### MATERIAL SUPPLIED
• • •

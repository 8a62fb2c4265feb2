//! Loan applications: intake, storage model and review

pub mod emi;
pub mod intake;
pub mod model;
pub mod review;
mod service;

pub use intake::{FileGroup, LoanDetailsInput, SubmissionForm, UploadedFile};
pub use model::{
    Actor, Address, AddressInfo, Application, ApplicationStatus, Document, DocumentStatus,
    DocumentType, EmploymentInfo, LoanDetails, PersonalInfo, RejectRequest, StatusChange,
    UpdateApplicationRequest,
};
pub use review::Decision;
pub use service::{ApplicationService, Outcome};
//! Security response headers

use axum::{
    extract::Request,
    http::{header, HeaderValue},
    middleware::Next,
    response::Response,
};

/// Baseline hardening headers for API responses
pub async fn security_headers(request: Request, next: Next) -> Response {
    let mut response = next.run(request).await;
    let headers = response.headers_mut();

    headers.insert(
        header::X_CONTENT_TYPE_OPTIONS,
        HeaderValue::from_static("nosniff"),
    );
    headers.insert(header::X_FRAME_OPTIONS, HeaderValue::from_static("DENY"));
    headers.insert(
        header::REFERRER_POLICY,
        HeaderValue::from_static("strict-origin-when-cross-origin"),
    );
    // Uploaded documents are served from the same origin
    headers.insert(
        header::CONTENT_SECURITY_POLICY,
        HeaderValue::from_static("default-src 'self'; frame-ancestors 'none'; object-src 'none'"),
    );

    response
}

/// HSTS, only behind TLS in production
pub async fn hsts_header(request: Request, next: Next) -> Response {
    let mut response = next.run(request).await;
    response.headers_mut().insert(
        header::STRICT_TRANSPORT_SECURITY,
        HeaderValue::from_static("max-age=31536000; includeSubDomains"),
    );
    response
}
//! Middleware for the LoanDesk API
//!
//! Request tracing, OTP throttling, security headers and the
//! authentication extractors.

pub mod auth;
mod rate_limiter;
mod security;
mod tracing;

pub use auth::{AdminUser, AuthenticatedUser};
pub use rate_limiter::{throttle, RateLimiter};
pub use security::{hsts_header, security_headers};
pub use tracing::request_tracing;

• • •

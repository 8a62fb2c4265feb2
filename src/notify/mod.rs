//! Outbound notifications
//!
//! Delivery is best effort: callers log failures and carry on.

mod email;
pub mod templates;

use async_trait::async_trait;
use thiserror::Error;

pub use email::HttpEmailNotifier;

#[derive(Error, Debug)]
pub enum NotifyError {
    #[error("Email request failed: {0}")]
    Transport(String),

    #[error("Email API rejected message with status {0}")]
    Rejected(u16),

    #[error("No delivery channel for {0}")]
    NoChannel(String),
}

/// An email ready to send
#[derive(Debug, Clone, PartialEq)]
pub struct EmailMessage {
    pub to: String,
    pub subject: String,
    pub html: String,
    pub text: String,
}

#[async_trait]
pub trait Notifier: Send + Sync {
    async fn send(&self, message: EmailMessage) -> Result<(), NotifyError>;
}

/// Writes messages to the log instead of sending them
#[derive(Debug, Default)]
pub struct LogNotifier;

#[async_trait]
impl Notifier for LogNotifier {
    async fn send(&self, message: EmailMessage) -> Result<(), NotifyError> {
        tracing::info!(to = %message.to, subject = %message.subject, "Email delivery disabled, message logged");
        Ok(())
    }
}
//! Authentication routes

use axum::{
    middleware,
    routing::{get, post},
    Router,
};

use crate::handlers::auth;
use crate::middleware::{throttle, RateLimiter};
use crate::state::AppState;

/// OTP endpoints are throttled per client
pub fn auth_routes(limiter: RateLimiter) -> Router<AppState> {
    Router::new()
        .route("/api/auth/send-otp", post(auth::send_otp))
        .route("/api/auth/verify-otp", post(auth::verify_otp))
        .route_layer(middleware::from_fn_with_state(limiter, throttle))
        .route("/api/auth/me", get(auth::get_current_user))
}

• • •

### EXERCISE DESCRIPTION
Examine the listing above and state the number of lines that contain the word "NotifyError", with no further remarks.

### RESULT OF THE EXERCISE
3